About this exercise: If a line in the listing below has the string "keycode", copy it out.

Records:
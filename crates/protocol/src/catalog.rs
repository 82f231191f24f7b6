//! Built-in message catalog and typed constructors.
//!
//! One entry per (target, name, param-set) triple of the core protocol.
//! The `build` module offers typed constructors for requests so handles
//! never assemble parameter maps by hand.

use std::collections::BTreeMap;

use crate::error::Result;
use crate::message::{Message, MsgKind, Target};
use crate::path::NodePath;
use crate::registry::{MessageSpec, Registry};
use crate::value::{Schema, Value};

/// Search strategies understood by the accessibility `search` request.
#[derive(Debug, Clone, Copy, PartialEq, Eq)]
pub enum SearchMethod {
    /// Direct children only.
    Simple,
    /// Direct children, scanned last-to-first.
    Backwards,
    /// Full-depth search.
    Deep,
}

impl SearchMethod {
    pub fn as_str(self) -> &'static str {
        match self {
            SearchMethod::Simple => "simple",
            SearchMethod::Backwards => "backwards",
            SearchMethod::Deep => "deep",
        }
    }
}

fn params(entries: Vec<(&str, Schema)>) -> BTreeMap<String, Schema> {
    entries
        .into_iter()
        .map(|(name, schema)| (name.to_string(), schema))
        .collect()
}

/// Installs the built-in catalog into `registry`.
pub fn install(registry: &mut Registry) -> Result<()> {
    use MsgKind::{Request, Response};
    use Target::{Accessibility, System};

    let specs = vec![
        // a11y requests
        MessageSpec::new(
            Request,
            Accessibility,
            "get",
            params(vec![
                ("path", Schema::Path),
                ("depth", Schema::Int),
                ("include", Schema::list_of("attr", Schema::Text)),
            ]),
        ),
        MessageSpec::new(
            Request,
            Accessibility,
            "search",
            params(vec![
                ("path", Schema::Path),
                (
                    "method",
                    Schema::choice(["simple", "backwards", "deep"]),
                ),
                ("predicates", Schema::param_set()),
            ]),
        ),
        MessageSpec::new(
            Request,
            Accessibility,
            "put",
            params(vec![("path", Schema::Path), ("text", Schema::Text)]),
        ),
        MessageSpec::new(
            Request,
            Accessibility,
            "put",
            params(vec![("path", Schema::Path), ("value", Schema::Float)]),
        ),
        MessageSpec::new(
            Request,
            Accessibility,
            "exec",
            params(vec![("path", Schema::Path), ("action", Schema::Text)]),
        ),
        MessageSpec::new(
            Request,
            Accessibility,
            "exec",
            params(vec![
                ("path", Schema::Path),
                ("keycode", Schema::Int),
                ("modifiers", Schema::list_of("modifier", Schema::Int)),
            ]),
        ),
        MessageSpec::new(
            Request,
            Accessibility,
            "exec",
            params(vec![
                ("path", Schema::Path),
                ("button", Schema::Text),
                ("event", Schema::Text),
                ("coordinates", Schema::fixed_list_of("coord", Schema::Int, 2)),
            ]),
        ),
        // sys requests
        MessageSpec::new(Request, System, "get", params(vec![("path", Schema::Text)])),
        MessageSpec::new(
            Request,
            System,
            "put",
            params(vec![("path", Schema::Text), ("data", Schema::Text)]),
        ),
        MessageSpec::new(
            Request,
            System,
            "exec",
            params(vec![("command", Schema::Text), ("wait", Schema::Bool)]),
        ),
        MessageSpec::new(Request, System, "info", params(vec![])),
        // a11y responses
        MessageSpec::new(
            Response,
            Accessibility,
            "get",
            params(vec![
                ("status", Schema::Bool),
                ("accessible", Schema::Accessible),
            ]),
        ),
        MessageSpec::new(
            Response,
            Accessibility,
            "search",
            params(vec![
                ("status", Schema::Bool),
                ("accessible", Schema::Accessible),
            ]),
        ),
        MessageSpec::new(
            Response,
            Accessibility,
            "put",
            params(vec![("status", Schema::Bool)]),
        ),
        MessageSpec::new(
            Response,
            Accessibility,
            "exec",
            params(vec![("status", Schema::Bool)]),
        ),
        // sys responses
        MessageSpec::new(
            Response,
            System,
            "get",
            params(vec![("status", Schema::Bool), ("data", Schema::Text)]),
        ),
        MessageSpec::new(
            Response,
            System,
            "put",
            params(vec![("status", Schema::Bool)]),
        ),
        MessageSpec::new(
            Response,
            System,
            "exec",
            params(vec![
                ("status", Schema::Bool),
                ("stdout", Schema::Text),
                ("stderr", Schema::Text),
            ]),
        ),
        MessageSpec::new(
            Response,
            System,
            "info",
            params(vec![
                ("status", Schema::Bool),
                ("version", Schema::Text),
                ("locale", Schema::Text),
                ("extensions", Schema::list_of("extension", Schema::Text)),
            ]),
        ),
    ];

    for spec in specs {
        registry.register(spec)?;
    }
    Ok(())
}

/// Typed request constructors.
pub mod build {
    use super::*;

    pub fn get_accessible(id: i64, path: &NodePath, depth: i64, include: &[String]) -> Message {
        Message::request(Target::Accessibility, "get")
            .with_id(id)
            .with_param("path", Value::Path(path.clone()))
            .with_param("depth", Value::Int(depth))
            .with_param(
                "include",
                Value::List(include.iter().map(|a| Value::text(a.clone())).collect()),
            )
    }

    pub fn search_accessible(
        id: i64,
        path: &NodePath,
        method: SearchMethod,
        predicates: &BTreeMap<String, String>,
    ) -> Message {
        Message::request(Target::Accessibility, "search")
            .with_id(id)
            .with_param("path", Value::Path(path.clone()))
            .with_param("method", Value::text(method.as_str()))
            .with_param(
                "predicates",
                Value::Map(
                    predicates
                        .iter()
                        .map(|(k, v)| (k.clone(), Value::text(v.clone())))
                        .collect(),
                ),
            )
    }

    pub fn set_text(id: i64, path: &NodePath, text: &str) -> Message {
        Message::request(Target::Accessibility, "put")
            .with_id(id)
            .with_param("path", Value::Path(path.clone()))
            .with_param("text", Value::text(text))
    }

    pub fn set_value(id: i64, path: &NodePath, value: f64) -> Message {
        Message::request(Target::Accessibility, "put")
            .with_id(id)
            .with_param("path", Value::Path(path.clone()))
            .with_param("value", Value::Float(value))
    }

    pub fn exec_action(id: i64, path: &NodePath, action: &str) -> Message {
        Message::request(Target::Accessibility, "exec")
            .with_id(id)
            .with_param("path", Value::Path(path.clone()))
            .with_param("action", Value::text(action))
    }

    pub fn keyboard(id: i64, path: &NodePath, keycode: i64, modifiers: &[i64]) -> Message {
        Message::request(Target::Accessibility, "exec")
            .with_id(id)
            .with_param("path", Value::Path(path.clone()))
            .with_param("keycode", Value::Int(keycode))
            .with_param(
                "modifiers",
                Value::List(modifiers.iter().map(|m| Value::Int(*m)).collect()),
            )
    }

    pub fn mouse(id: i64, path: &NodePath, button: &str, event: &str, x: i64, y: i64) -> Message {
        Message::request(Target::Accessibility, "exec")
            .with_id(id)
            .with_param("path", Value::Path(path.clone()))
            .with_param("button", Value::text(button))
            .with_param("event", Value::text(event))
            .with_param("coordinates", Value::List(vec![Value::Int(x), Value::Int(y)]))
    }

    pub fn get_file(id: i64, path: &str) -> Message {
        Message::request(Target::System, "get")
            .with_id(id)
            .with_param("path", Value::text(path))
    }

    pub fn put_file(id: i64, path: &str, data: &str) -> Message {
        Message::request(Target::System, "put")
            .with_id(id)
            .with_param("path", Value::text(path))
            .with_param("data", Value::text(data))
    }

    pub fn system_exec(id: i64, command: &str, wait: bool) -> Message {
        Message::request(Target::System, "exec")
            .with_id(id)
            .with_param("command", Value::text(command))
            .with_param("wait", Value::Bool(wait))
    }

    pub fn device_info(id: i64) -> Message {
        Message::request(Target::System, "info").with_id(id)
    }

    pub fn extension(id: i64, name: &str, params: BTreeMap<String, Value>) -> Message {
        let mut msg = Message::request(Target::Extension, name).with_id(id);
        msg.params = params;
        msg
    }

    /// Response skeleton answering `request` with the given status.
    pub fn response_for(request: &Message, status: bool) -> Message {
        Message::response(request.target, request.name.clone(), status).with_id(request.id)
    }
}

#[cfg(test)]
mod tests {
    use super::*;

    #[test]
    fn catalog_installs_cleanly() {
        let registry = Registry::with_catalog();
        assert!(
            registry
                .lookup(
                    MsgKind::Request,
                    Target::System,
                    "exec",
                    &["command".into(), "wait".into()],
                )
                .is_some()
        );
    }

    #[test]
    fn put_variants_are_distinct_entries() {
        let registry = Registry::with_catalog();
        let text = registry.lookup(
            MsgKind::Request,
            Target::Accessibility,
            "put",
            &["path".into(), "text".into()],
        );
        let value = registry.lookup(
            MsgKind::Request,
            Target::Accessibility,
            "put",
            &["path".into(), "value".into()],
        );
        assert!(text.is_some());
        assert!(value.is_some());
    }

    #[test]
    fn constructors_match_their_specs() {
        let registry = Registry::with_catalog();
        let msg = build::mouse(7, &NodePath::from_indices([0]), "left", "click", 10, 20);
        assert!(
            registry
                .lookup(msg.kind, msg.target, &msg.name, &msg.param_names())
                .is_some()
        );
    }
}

Solution for this problem:
                ("keycode", Schema::Int),
    pub fn keyboard(id: i64, path: &NodePath, keycode: i64, modifiers: &[i64]) -> Message {
            .with_param("keycode", Value::Int(keycode))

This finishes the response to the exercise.